#### To do
Please give back word for word the lines below, from the first one through the one with "operation is refused.".

Saved entries
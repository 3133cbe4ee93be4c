//! The authoritative state store.
//!
//! Owns every entity, player and the world aggregate, together with the
//! anchor graph and the interaction queues. Every mutation made by a script
//! goes through here, which is where argument validation and the lifecycle
//! rules live. Invalid requests return a [`StoreError`]; broken internal
//! invariants panic.

use std::collections::BTreeMap;

use sim_math::{Quat, Transform3D, Vec3};
use sim_types::{
    Anchor, AnchorParent, Controls, EntityData, EntityId, EntitySnapshot, EntityState,
    IdAllocator, Interaction, Lifecycle, PlayerId, PlayerSnapshot, PlayerState, SoundEvent,
    WorldState,
};
use thiserror::Error;
use tracing::debug;

use crate::anchors::{AnchorChange, AnchorError, AnchorGraph};
use crate::interactions::InteractionQueue;

/// Reasons a store operation is refused.
#[derive(Debug, Clone, PartialEq, Eq, Error)]
pub enum StoreError {
    #[error("{0} does not exist")]
    UnknownEntity(EntityId),
    #[error("{0} has been despawned")]
    EntityNotLive(EntityId),
    #[error("{0} is not connected")]
    UnknownPlayer(PlayerId),
    #[error(transparent)]
    Anchor(#[from] AnchorError),
}

#[derive(Debug, Clone)]
struct EntityRecord {
    data: EntityData,
    lifecycle: Lifecycle,
}

/// A connected player.
#[derive(Debug, Clone)]
pub struct PlayerRecord {
    /// Current state.
    pub state: PlayerState,
    /// Latest input.
    pub controls: Controls,
    /// Set until the player script's `on_spawn` has run.
    pub needs_spawn_hook: bool,
}

/// Every piece of mutable match state.
#[derive(Debug, Default)]
pub struct Store {
    entity_ids: IdAllocator,
    player_ids: IdAllocator,
    entities: BTreeMap<EntityId, EntityRecord>,
    players: BTreeMap<PlayerId, PlayerRecord>,
    world: WorldState,
    anchors: AnchorGraph,
    interactions: InteractionQueue,
    sounds: Vec<SoundEvent>,
}

impl Store {
    /// Create an empty store.
    #[must_use]
    pub fn new() -> Self {
        Self::default()
    }

    // ── Entities ────────────────────────────────────────────────────────

    /// Insert a fully built entity as live and return its new ID.
    pub fn insert_entity(&mut self, data: EntityData) -> EntityId {
        let id = EntityId(self.entity_ids.allocate());
        self.entities.insert(
            id,
            EntityRecord {
                data,
                lifecycle: Lifecycle::Live,
            },
        );
        id
    }

    /// Where `id` is in its lifecycle.
    #[must_use]
    pub fn entity_lifecycle(&self, id: EntityId) -> Lifecycle {
        match self.entities.get(&id) {
            Some(record) => record.lifecycle,
            None if self.entity_ids.was_allocated(id.0) => Lifecycle::Removed,
            None => Lifecycle::Unspawned,
        }
    }

    /// Returns `true` if `id` is live.
    #[must_use]
    pub fn is_live(&self, id: EntityId) -> bool {
        self.entity_lifecycle(id) == Lifecycle::Live
    }

    fn live_record(&self, id: EntityId) -> Result<&EntityRecord, StoreError> {
        match self.entities.get(&id) {
            Some(record) if record.lifecycle == Lifecycle::Live => Ok(record),
            Some(_) => Err(StoreError::EntityNotLive(id)),
            None => Err(StoreError::UnknownEntity(id)),
        }
    }

    fn live_record_mut(&mut self, id: EntityId) -> Result<&mut EntityRecord, StoreError> {
        match self.entities.get_mut(&id) {
            Some(record) if record.lifecycle == Lifecycle::Live => Ok(record),
            Some(_) => Err(StoreError::EntityNotLive(id)),
            None => Err(StoreError::UnknownEntity(id)),
        }
    }

    /// Identity and state of a live entity.
    #[must_use]
    pub fn entity(&self, id: EntityId) -> Option<&EntityData> {
        self.live_record(id).ok().map(|record| &record.data)
    }

    /// IDs of every live entity, in ID order.
    #[must_use]
    pub fn live_entity_ids(&self) -> Vec<EntityId> {
        self.entities
            .iter()
            .filter(|(_, record)| record.lifecycle == Lifecycle::Live)
            .map(|(id, _)| *id)
            .collect()
    }

    /// Number of entities still held, including those pending removal.
    #[must_use]
    pub fn entity_count(&self) -> usize {
        self.entities.len()
    }

    /// Replace the state of a live entity with a script's result.
    ///
    /// # Errors
    ///
    /// Fails if the entity is unknown or was despawned.
    pub fn commit_entity_state(
        &mut self,
        id: EntityId,
        mut state: EntityState,
    ) -> Result<(), StoreError> {
        let record = self.live_record_mut(id)?;
        state.rotation = normalized(state.rotation);
        record.data.state = state;
        Ok(())
    }

    /// Mark a live entity for removal at the end of the tick.
    ///
    /// Children are detached on the spot and dropped where the entity was.
    ///
    /// # Errors
    ///
    /// Fails if the entity is unknown or already despawned.
    pub fn despawn_entity(&mut self, id: EntityId) -> Result<(), StoreError> {
        self.live_record(id)?;
        let drop = self.world_transform(id).map_or(Vec3::ZERO, |t| t.position);
        self.detach_children(AnchorParent::Entity(id), drop);
        self.anchors.detach(id);
        if let Some(record) = self.entities.get_mut(&id) {
            record.lifecycle = Lifecycle::PendingDespawn;
        }
        Ok(())
    }

    /// Physically remove every entity despawned since the last call.
    ///
    /// # Panics
    ///
    /// Panics if an entity is removed twice.
    pub fn finalize_removals(&mut self) -> Vec<EntityId> {
        let pending: Vec<EntityId> = self
            .entities
            .iter()
            .filter(|(_, record)| record.lifecycle == Lifecycle::PendingDespawn)
            .map(|(id, _)| *id)
            .collect();
        for id in &pending {
            self.remove_entity(*id);
        }
        pending
    }

    fn remove_entity(&mut self, id: EntityId) {
        match self.entities.remove(&id) {
            Some(record) if record.lifecycle == Lifecycle::PendingDespawn => {
                self.interactions.discard(id);
                debug!(entity = %id, "entity removed");
            }
            Some(record) => panic!("{id} removed while {:?}", record.lifecycle),
            None => panic!("{id} removed twice"),
        }
    }

    // ── Anchors ─────────────────────────────────────────────────────────

    /// Attach a live entity to a live parent's slot.
    ///
    /// A newly attached entity starts at the slot origin, at rest.
    ///
    /// # Errors
    ///
    /// Fails if either side is not live or the anchor graph rejects it.
    pub fn anchor_entity(
        &mut self,
        id: EntityId,
        parent: AnchorParent,
        slot: &str,
    ) -> Result<AnchorChange, StoreError> {
        self.live_record(id)?;
        match parent {
            AnchorParent::Player(player) => {
                self.player(player)?;
            }
            AnchorParent::Entity(entity) => {
                self.live_record(entity)?;
            }
        }
        let change = self.anchors.anchor(id, Anchor::new(parent, slot))?;
        if change == AnchorChange::Attached {
            let state = &mut self.live_record_mut(id)?.data.state;
            state.position = Vec3::ZERO;
            state.velocity = Vec3::ZERO;
            state.rotation = Quat::IDENTITY;
        }
        Ok(change)
    }

    /// Clear a live entity's anchor (if any) and drop it at `position`.
    ///
    /// # Errors
    ///
    /// Fails if the entity is unknown or despawned.
    pub fn detach_entity(&mut self, id: EntityId, position: Vec3) -> Result<(), StoreError> {
        let state = &mut self.live_record_mut(id)?.data.state;
        place_at(state, position);
        self.anchors.detach(id);
        Ok(())
    }

    fn detach_children(&mut self, parent: AnchorParent, drop: Vec3) {
        for child in self.anchors.detach_all_from(parent) {
            if let Some(record) = self.entities.get_mut(&child) {
                place_at(&mut record.data.state, drop);
            }
            debug!(entity = %child, %parent, "detached from removed parent");
        }
    }

    /// The anchor graph.
    #[must_use]
    pub fn anchors(&self) -> &AnchorGraph {
        &self.anchors
    }

    /// Anchor of a live entity.
    #[must_use]
    pub fn anchor_of(&self, id: EntityId) -> Option<&Anchor> {
        self.anchors.anchor_of(id)
    }

    /// Entities attached to a player, by slot.
    #[must_use]
    pub fn attached_entities(&self, player: PlayerId) -> BTreeMap<String, Vec<EntityId>> {
        self.anchors.slots_of(AnchorParent::Player(player))
    }

    /// World transform of a live entity, resolved through its anchor.
    #[must_use]
    pub fn world_transform(&self, id: EntityId) -> Option<Transform3D> {
        let local = self.entity(id)?.state.local_transform();
        let Some(anchor) = self.anchors.anchor_of(id) else {
            return Some(local);
        };
        let parent = match anchor.parent {
            AnchorParent::Player(player) => self.players.get(&player)?.state.transform(),
            AnchorParent::Entity(entity) => self.entity(entity)?.state.local_transform(),
        };
        Some(parent.compose(&local))
    }

    // ── Interactions ────────────────────────────────────────────────────

    /// Queue an interaction for a live entity.
    ///
    /// # Errors
    ///
    /// Fails if the target is unknown or despawned.
    pub fn interact(&mut self, id: EntityId, interaction: Interaction) -> Result<(), StoreError> {
        self.live_record(id)?;
        self.interactions.push(id, interaction);
        Ok(())
    }

    /// Hand out, and forget, everything queued for `id`.
    pub fn take_interactions(&mut self, id: EntityId) -> Vec<Interaction> {
        self.interactions.take(id)
    }

    /// Interactions queued for `id`, without consuming them.
    #[must_use]
    pub fn pending_interactions(&self, id: EntityId) -> &[Interaction] {
        self.interactions.pending_for(id)
    }

    // ── Players ─────────────────────────────────────────────────────────

    /// Add a player. Its `on_spawn` hook is still owed.
    pub fn add_player(&mut self, state: PlayerState) -> PlayerId {
        let id = PlayerId(self.player_ids.allocate());
        self.players.insert(
            id,
            PlayerRecord {
                state,
                controls: Controls::default(),
                needs_spawn_hook: true,
            },
        );
        id
    }

    /// Remove a player at once. Attached entities are detached and dropped
    /// at the player's position, never despawned.
    ///
    /// # Errors
    ///
    /// Fails if the player is not connected.
    pub fn remove_player(&mut self, id: PlayerId) -> Result<PlayerState, StoreError> {
        let record = self
            .players
            .remove(&id)
            .ok_or(StoreError::UnknownPlayer(id))?;
        self.detach_children(AnchorParent::Player(id), record.state.position);
        Ok(record.state)
    }

    /// Where a player ID is in its lifecycle. Players are never pending.
    #[must_use]
    pub fn player_lifecycle(&self, id: PlayerId) -> Lifecycle {
        if self.players.contains_key(&id) {
            Lifecycle::Live
        } else if self.player_ids.was_allocated(id.0) {
            Lifecycle::Removed
        } else {
            Lifecycle::Unspawned
        }
    }

    /// A connected player.
    ///
    /// # Errors
    ///
    /// Fails if the player is not connected.
    pub fn player(&self, id: PlayerId) -> Result<&PlayerRecord, StoreError> {
        self.players.get(&id).ok_or(StoreError::UnknownPlayer(id))
    }

    /// A connected player, mutably.
    ///
    /// # Errors
    ///
    /// Fails if the player is not connected.
    pub fn player_mut(&mut self, id: PlayerId) -> Result<&mut PlayerRecord, StoreError> {
        self.players.get_mut(&id).ok_or(StoreError::UnknownPlayer(id))
    }

    /// State of a connected player.
    #[must_use]
    pub fn player_state(&self, id: PlayerId) -> Option<&PlayerState> {
        self.players.get(&id).map(|record| &record.state)
    }

    /// IDs of every connected player, in ID order.
    #[must_use]
    pub fn player_ids(&self) -> Vec<PlayerId> {
        self.players.keys().copied().collect()
    }

    // ── World ───────────────────────────────────────────────────────────

    /// The world aggregate.
    #[must_use]
    pub fn world(&self) -> &WorldState {
        &self.world
    }

    /// Replace the world aggregate.
    pub fn set_world(&mut self, world: WorldState) {
        self.world = world;
    }

    // ── Sounds ──────────────────────────────────────────────────────────

    /// Record a sound for this tick's snapshot.
    pub fn push_sound(&mut self, sound: SoundEvent) {
        self.sounds.push(sound);
    }

    /// Drain the sounds recorded since the last call.
    pub fn take_sounds(&mut self) -> Vec<SoundEvent> {
        std::mem::take(&mut self.sounds)
    }

    // ── Views ───────────────────────────────────────────────────────────

    /// Snapshot of a live entity.
    #[must_use]
    pub fn entity_snapshot(&self, id: EntityId) -> Option<EntitySnapshot> {
        Some(EntitySnapshot {
            id,
            data: self.entity(id)?.clone(),
            anchor: self.anchors.anchor_of(id).cloned(),
            world_transform: self.world_transform(id)?,
        })
    }

    /// Snapshots of every live entity, in ID order.
    #[must_use]
    pub fn entity_snapshots(&self) -> Vec<EntitySnapshot> {
        self.live_entity_ids()
            .into_iter()
            .filter_map(|id| self.entity_snapshot(id))
            .collect()
    }

    /// Snapshots of every connected player, in ID order.
    #[must_use]
    pub fn player_snapshots(&self) -> Vec<PlayerSnapshot> {
        self.players
            .iter()
            .map(|(id, record)| PlayerSnapshot {
                id: *id,
                state: record.state.clone(),
                attached_entities: self.attached_entities(*id),
            })
            .collect()
    }

    /// Check that every anchor joins live bodies and the graph is well formed.
    ///
    /// # Panics
    ///
    /// Panics on any violation.
    pub fn assert_consistent(&self) {
        self.anchors.assert_consistent();
        for (child, anchor) in self.anchors.iter() {
            assert!(self.is_live(child), "anchored {child} is not live");
            let parent_live = match anchor.parent {
                AnchorParent::Player(player) => self.players.contains_key(&player),
                AnchorParent::Entity(entity) => self.is_live(entity),
            };
            assert!(parent_live, "{child} anchored to missing {}", anchor.parent);
        }
    }
}

/// Drop an entity at `position`, at rest and upright.
fn place_at(state: &mut EntityState, position: Vec3) {
    state.position = position;
    state.velocity = Vec3::ZERO;
    state.rotation = Quat::IDENTITY;
}

fn normalized(rotation: Quat) -> Quat {
    if rotation.is_finite() && rotation.length_squared() > f32::EPSILON {
        rotation.normalize()
    } else {
        Quat::IDENTITY
    }
}
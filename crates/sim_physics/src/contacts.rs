//! Block penetration queries.
//!
//! For every solid voxel a box penetrates, each of the voxel's six faces
//! proposes an escape vector that pushes the box just past that face. Only
//! escapes that leave the box clear of every solid voxel are reported, so
//! a script can pick any of them and be sure it lands somewhere free.

use sim_math::{Aabb, Vec3};
use sim_types::{Collision, CollisionKind, CollisionTarget};

use crate::blocks::BlockGrid;

/// Escape vectors overshoot the face by this factor so the resolved box
/// does not rest exactly on the voxel.
pub const RESOLUTION_SCALE: f32 = 1.1;

const FACE_NORMALS: [Vec3; 6] = [
    Vec3::X,
    Vec3::NEG_X,
    Vec3::Y,
    Vec3::NEG_Y,
    Vec3::Z,
    Vec3::NEG_Z,
];

/// All block collisions of `body`, reported with the given `kind`.
///
/// A penetrated voxel with no freeing escape still produces one entry,
/// using its shallowest face, so the contact is never lost.
#[must_use]
pub fn block_collisions(grid: &BlockGrid, body: &Aabb, kind: CollisionKind) -> Vec<Collision> {
    let mut collisions = Vec::new();
    for cell in grid.cells_near(body) {
        if !grid.is_solid(cell) {
            continue;
        }
        let voxel = Aabb::voxel(cell);
        if !voxel.overlaps(body) {
            continue;
        }
        let target = CollisionTarget::Block {
            position: cell,
            block: grid.collision_block(cell),
        };

        let escapes: Vec<(Vec3, Vec3)> = FACE_NORMALS
            .iter()
            .map(|&normal| (normal, escape_through(body, &voxel, normal)))
            .collect();

        let before = collisions.len();
        for &(normal, resolution) in &escapes {
            if is_clear(grid, &body.translated(resolution)) {
                collisions.push(Collision {
                    kind,
                    target,
                    normal,
                    resolution,
                });
            }
        }
        if collisions.len() == before
            && let Some(&(normal, resolution)) = escapes
                .iter()
                .min_by(|a, b| a.1.length_squared().total_cmp(&b.1.length_squared()))
        {
            collisions.push(Collision {
                kind,
                target,
                normal,
                resolution,
            });
        }
    }
    collisions
}

/// Displacement moving `body` out of `voxel` through the face with `normal`.
fn escape_through(body: &Aabb, voxel: &Aabb, normal: Vec3) -> Vec3 {
    let depth = if normal.max_element() > 0.0 {
        // Positive face: body min must reach voxel max.
        (voxel.max - body.min).dot(normal)
    } else {
        (body.max - voxel.min).dot(-normal)
    };
    normal * depth * RESOLUTION_SCALE
}

fn is_clear(grid: &BlockGrid, body: &Aabb) -> bool {
    !grid
        .cells_near(body)
        .any(|cell| grid.is_solid(cell) && Aabb::voxel(cell).overlaps(body))
}
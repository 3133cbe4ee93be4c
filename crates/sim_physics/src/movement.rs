//! Swept movement correction for player boxes.
//!
//! The desired displacement is applied one axis at a time (Y, then X, then
//! Z). Each axis is clipped at the first solid voxel in its path and the
//! next axis starts from the clipped position. This is a first-contact
//! approximation, not an iterative solver: a fast diagonal move into a
//! corner can stop short on one axis where a full solver would slide.

use sim_math::{Aabb, BVec3, Vec3};
use sim_types::MovementResult;

use crate::blocks::BlockGrid;

/// Full size of a player box (width, height, depth). The box is anchored
/// at the player's feet.
pub const DEFAULT_PLAYER_SIZE: Vec3 = Vec3::new(0.8, 1.52, 0.8);

/// How far below the feet the ground check reaches.
pub const GROUND_CHECK_DISTANCE: f32 = 0.05;

const AXES: [usize; 3] = [1, 0, 2];

/// Sweep a box of `size` standing at `position` along `displacement`.
///
/// Voxels the box already overlaps at the start of an axis sweep are
/// ignored, so a body embedded in a block can still move out of it.
/// Non-finite displacement components are treated as zero.
#[must_use]
pub fn resolve_movement(
    grid: &BlockGrid,
    size: Vec3,
    position: Vec3,
    displacement: Vec3,
) -> MovementResult {
    let mut body = Aabb::from_feet(position, size);
    let mut corrected = Vec3::ZERO;
    let mut blocked = [false; 3];

    for axis in AXES {
        let wanted = displacement[axis];
        if wanted == 0.0 || !wanted.is_finite() {
            continue;
        }
        let allowed = sweep_axis(grid, &body, axis, wanted);
        if allowed != wanted {
            blocked[axis] = true;
        }
        let mut step = Vec3::ZERO;
        step[axis] = allowed;
        body = body.translated(step);
        corrected[axis] = allowed;
    }

    let blocked = BVec3::from(blocked);
    MovementResult {
        corrected_displacement: corrected,
        would_have_collided: blocked.any(),
        is_on_ground: is_on_ground(grid, size, position + corrected),
        blocked,
    }
}

/// Furthest distance (same sign as `wanted`, never longer) the body can
/// travel along `axis` before touching a solid voxel.
fn sweep_axis(grid: &BlockGrid, body: &Aabb, axis: usize, wanted: f32) -> f32 {
    let mut step = Vec3::ZERO;
    step[axis] = wanted;
    let swept = body.union(&body.translated(step));

    let mut allowed = wanted;
    for cell in grid.cells_near(&swept) {
        if !grid.is_solid(cell) {
            continue;
        }
        let voxel = Aabb::voxel(cell);
        if !voxel.overlaps(&swept) || voxel.overlaps(body) {
            continue;
        }
        if wanted > 0.0 {
            let gap = (voxel.min[axis] - body.max[axis]).max(0.0);
            allowed = allowed.min(gap);
        } else {
            let gap = (voxel.max[axis] - body.min[axis]).min(0.0);
            allowed = allowed.max(gap);
        }
    }
    allowed
}

/// Returns `true` if a solid voxel lies within [`GROUND_CHECK_DISTANCE`]
/// below the feet of a box of `size` at `position`.
#[must_use]
pub fn is_on_ground(grid: &BlockGrid, size: Vec3, position: Vec3) -> bool {
    let body = Aabb::from_feet(position, size);
    let mut below = body;
    below.max.y = body.min.y;
    below.min.y = body.min.y - GROUND_CHECK_DISTANCE;
    grid.cells_near(&below).any(|cell| grid.is_solid(cell) && Aabb::voxel(cell).overlaps(&below))
}
//! Bullets: fly straight until they hit something or expire.

use anyhow::Result;
use sim_math::{DT, Vec3};
use sim_script::{EntityContext, EntityScript, Host};
use sim_types::{CollisionKind, CollisionTarget, EMPTY_BLOCK, EntityState};

/// Ticks a bullet lives.
pub const MAX_LIFETIME: f32 = 1000.0;
/// Bullets further than this from the origin on any axis are removed.
pub const BOUNDS: f32 = 100.0;

pub struct Bullet;

impl EntityScript for Bullet {
    fn update(
        &self,
        host: &mut dyn Host,
        ctx: &EntityContext,
        mut state: EntityState,
    ) -> Result<EntityState> {
        if state.position.abs().max_element() > BOUNDS {
            host.despawn_entity(ctx.id);
            return Ok(state);
        }

        let lifetime = state.custom_state.get_f32("lifetime").unwrap_or(0.0);
        if lifetime >= MAX_LIFETIME {
            host.despawn_entity(ctx.id);
            return Ok(state);
        }
        state.custom_state.set("lifetime", lifetime + 1.0);
        state.position += state.velocity * DT;

        if hits_block(host, state.position) || hits_entity(host, ctx) {
            host.despawn_entity(ctx.id);
        }
        Ok(state)
    }
}

fn hits_block(host: &dyn Host, position: Vec3) -> bool {
    host.get_block(position.floor().as_ivec3()) != EMPTY_BLOCK
}

/// Solid entities stop bullets; sensors such as flags and pickups do not.
/// Hitting players is the player script's business.
fn hits_entity(host: &dyn Host, ctx: &EntityContext) -> bool {
    host.get_collisions_for_entity(ctx.id).iter().any(|c| {
        c.kind == CollisionKind::Contact && matches!(c.target, CollisionTarget::Entity(_))
    })
}
//! Simulation configuration.

use std::time::Duration;

use sim_math::Vec3;
use sim_physics::DEFAULT_PLAYER_SIZE;
use uuid::Uuid;

/// Default time a single script invocation may take.
pub const DEFAULT_SCRIPT_BUDGET: Duration = Duration::from_millis(5);

/// Configuration for one match.
#[derive(Debug, Clone)]
pub struct SimConfig {
    /// Identifies the match in logs and snapshots.
    pub match_id: Uuid,
    /// Results of script invocations that run longer are discarded.
    pub script_budget: Duration,
    /// Full size of every player's collision box.
    pub player_size: Vec3,
}

impl SimConfig {
    /// Create a config with a fresh match ID and default limits.
    #[must_use]
    pub fn new() -> Self {
        Self {
            match_id: Uuid::new_v4(),
            script_budget: DEFAULT_SCRIPT_BUDGET,
            player_size: DEFAULT_PLAYER_SIZE,
        }
    }

    /// Use a fixed match ID.
    #[must_use]
    pub fn with_match_id(mut self, match_id: Uuid) -> Self {
        self.match_id = match_id;
        self
    }

    /// Override the per-invocation script budget.
    #[must_use]
    pub fn with_script_budget(mut self, budget: Duration) -> Self {
        self.script_budget = budget;
        self
    }

    /// Override the player collision box size.
    #[must_use]
    pub fn with_player_size(mut self, size: Vec3) -> Self {
        self.player_size = size;
        self
    }
}

impl Default for SimConfig {
    fn default() -> Self {
        Self::new()
    }
}

#[cfg(test)]
mod tests {
    use super::*;

    #[test]
    fn test_defaults() {
        let config = SimConfig::default();
        assert_eq!(config.script_budget, Duration::from_millis(5));
        assert_eq!(config.player_size, DEFAULT_PLAYER_SIZE);
    }

    #[test]
    fn test_builder() {
        let config = SimConfig::new()
            .with_match_id(Uuid::nil())
            .with_script_budget(Duration::from_secs(1))
            .with_player_size(Vec3::new(0.5, 1.0, 0.5));
        assert!(config.match_id.is_nil());
        assert_eq!(config.script_budget, Duration::from_secs(1));
        assert_eq!(config.player_size, Vec3::new(0.5, 1.0, 0.5));
    }
}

#### Solution to the problem
repository 3133cbe4ee93be4c
//! The authoritative state store.
//!
//! Owns every entity, player and the world aggregate, together with the
//! anchor graph and the interaction queues. Every mutation made by a script
//! goes through here, which is where argument validation and the lifecycle
//! rules live. Invalid requests return a [`StoreError`]; broken internal
//! invariants panic.

use std::collections::BTreeMap;

use sim_math::{Quat, Transform3D, Vec3};
use sim_types::{
    Anchor, AnchorParent, Controls, EntityData, EntityId, EntitySnapshot, EntityState,
    IdAllocator, Interaction, Lifecycle, PlayerId, PlayerSnapshot, PlayerState, SoundEvent,
    WorldState,
};
use thiserror::Error;
use tracing::debug;

use crate::anchors::{AnchorChange, AnchorError, AnchorGraph};
use crate::interactions::InteractionQueue;

/// Reasons a store operation is refused.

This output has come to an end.